From the entries below, output the line with "write: &mut dyn" and each following line up to and including the line with "Format::R8Unorm | Format::R8Srgb", exactly as written.

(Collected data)
====

use std::io::Cursor;

use image::codecs::png::{
    PngDecoder,
    PngEncoder,
};
use image::{
    ColorType,
    DynamicImage,
    ImageDecoder,
    ImageEncoder,
};
use io_util::{
    ReadStream,
    ReadStreamMemoryMap,
    WriteStream,
};
use log::debug;

use super::{
    map_probe_stream,
    u16_bytes,
};
use crate::format::Format;
use crate::image_provider::{
    ImageProvider,
    ProbeError,
    ProbeResult,
    ReadError,
    WriteError,
};
use crate::layout::size_bytes;
use crate::{
    Vec2UI,
    Vec3UI,
};

pub struct PngReader<'a> {
    mmap: ReadStreamMemoryMap<'a>,
    size: Vec2UI,
    format: Format,
    decoded: Option<Box<[u8]>>,
}

// Palette images arrive expanded to rgb, sub-8-bit gray expanded to 8 bit
// (the decoder does both). Rgb without alpha is promoted to rgba with an
// opaque filler since bare rgb has poor GPU support.
fn catalogue_format(color: ColorType) -> Result<Format, ReadError> {
    Ok(match color {
        ColorType::L8 => Format::R8Srgb,
        ColorType::La8 => Format::R8G8Srgb,
        ColorType::Rgb8 | ColorType::Rgba8 => Format::R8G8B8A8Srgb,
        ColorType::L16 => Format::R16Unorm,
        ColorType::La16 => Format::R16G16Unorm,
        ColorType::Rgb16 | ColorType::Rgba16 => Format::R16G16B16A16Unorm,
        _ => return Err(ReadError::UnsupportedFormat),
    })
}

impl PngReader<'_> {
    fn decode(&mut self) -> Result<&[u8], ReadError> {
        if self.decoded.is_none() {
            let decoder = PngDecoder::new(Cursor::new(self.mmap.data()))
                .map_err(|_| ReadError::Internal)?;
            let img =
                DynamicImage::from_decoder(decoder).map_err(|_| ReadError::Internal)?;
            let bytes = match img {
                DynamicImage::ImageLuma8(b) => b.into_raw(),
                DynamicImage::ImageLumaA8(b) => b.into_raw(),
                DynamicImage::ImageRgba8(b) => b.into_raw(),
                img @ DynamicImage::ImageRgb8(_) => img.to_rgba8().into_raw(),
                DynamicImage::ImageLuma16(b) => u16_bytes(b.into_raw()),
                DynamicImage::ImageLumaA16(b) => u16_bytes(b.into_raw()),
                DynamicImage::ImageRgba16(b) => u16_bytes(b.into_raw()),
                img @ DynamicImage::ImageRgb16(_) => u16_bytes(img.to_rgba16().into_raw()),
                _ => return Err(ReadError::UnsupportedFormat),
            };
            self.decoded = Some(bytes.into_boxed_slice());
        }
        Ok(self.decoded.as_ref().unwrap())
    }
}

impl ImageProvider for PngReader<'_> {
    fn size(&self) -> Vec3UI {
        Vec3UI::new(self.size.x, self.size.y, 1)
    }

    fn format(&self) -> Format {
        self.format
    }

    fn read(&mut self, mip: u32, layer: u32) -> Result<&[u8], ReadError> {
        assert!(mip == 0 && layer == 0);
        self.decode()
    }

    fn read_into(
        &mut self,
        data: &mut [u8],
        mip: u32,
        layer: u32,
    ) -> Result<u64, ReadError> {
        assert!(mip == 0 && layer == 0);
        let src = self.decode()?;
        assert!(data.len() >= src.len());
        let len = src.len();
        data[..len].copy_from_slice(src);
        Ok(len as u64)
    }
}

/// Probes the stream for a PNG image.
pub fn load_png<'a>(stream: Box<dyn ReadStream + 'a>) -> ProbeResult<'a> {
    let mmap = map_probe_stream(stream)?;

    let probed = (|| {
        let decoder = PngDecoder::new(Cursor::new(mmap.data()))
            .map_err(|_| ReadError::InvalidType)?;
        let (w, h) = decoder.dimensions();
        if w == 0 || h == 0 {
            return Err(ReadError::Empty);
        }
        let format = catalogue_format(decoder.color_type())?;
        Ok((Vec2UI::new(w, h), format))
    })();

    match probed {
        Ok((size, format)) => Ok(Box::new(PngReader {
            mmap,
            size,
            format,
            decoded: None,
        })),
        Err(error) => Err(ProbeError {
            error,
            stream: mmap.release(),
        }),
    }
}

/// Writes the first mip of the first layer as a PNG. Only 8 and 16 bit
/// unorm color formats can be encoded.
pub fn write_png(
    write: &mut dyn WriteStream,
    image: &mut dyn ImageProvider,
) -> Result<(), WriteError> {
    if image.size().z > 1 {
        debug!("write_png: discarding {} slices", image.size().z - 1);
    }
    if image.mip_levels() > 1 {
        debug!("write_png: discarding {} mips", image.mip_levels() - 1);
    }
    if image.layers() > 1 {
        debug!("write_png: discarding {} layers", image.layers() - 1);
    }

    let format = image.format();
    let color = match format {
        Format::R8Unorm | Format::R8Srgb => ColorType::L8,
        Format::R8G8B8Unorm | Format::R8G8B8Srgb => ColorType::Rgb8,
        Format::R8G8B8A8Unorm | Format::R8G8B8A8Srgb => ColorType::Rgba8,
        Format::R16Unorm => ColorType::L16,
        Format::R16G16B16Unorm => ColorType::Rgb16,
        Format::R16G16B16A16Unorm => ColorType::Rgba16,
        _ => return Err(WriteError::UnsupportedFormat),
    };

    let size = image.size();
    let expected = size_bytes(Vec3UI::new(size.x, size.y, 1), 0, format);
    let data = image.read(0, 0).map_err(|_| WriteError::ReadFailed)?;
    if data.len() as u64 != expected {
        return Err(WriteError::ReadFailed);
    }

    PngEncoder::new(&mut *write)
        .write_image(data, size.x, size.y, color)
        .map_err(|_| WriteError::CantWrite)
}

#[cfg(test)]
mod tests {
    use super::*;
    use crate::image_provider::{
        load_image,
        wrap_single,
    };
    use io_util::{
        MemoryReadStream,
        MemoryWriteStream,
    };

    #[test]
    fn test_png_write_read_roundtrip() {
        let size = Vec3UI::new(3, 2, 1);
        let pixels: Vec<u8> = (0..24).map(|i| (i * 11) as u8).collect();
        let mut provider = wrap_single(size, Format::R8G8B8A8Srgb, &pixels);

        let mut out = MemoryWriteStream::new();
        write_png(&mut out, &mut provider).unwrap();
        let encoded = out.into_inner();

        let stream: Box<dyn ReadStream> = Box::new(MemoryReadStream::new(&encoded));
        let mut read_back = load_png(stream).unwrap();
        assert_eq!(read_back.size(), size);
        assert_eq!(read_back.format(), Format::R8G8B8A8Srgb);
        assert_eq!(read_back.read(0, 0).unwrap(), &pixels[..]);
    }

    #[test]
    fn test_png_probe_rejects_other_data() {
        let data = vec![0x42u8; 64];
        let stream: Box<dyn ReadStream> = Box::new(MemoryReadStream::new(&data));
        let err = load_png(stream).err().unwrap();
        assert_eq!(err.error, ReadError::InvalidType);
        assert_eq!(err.stream.as_memory().unwrap().len(), 64);
    }

    #[test]
    fn test_dispatcher_decodes_png_with_wrong_extension() {
        let size = Vec3UI::new(2, 2, 1);
        let pixels = [0u8, 255, 0, 255, 255, 0, 255, 0, 1, 2, 3, 4, 5, 6, 7, 8];
        let mut provider = wrap_single(size, Format::R8G8B8A8Srgb, &pixels);
        let mut out = MemoryWriteStream::new();
        write_png(&mut out, &mut provider).unwrap();
        let encoded = out.into_inner();

        let provider =
            load_image(Box::new(MemoryReadStream::new(&encoded)), "tex.ktx").unwrap();
        assert_eq!(provider.format(), Format::R8G8B8A8Srgb);
        assert_eq!(provider.size(), size);
    }
}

====

▶ **Output below**
    write: &mut dyn WriteStream,
    image: &mut dyn ImageProvider,
) -> Result<(), WriteError> {
    if image.size().z > 1 {
        debug!("write_png: discarding {} slices", image.size().z - 1);
    }
    if image.mip_levels() > 1 {
        debug!("write_png: discarding {} mips", image.mip_levels() - 1);
    }
    if image.layers() > 1 {
        debug!("write_png: discarding {} layers", image.layers() - 1);
    }

    let format = image.format();
    let color = match format {
        Format::R8Unorm | Format::R8Srgb => ColorType::L8,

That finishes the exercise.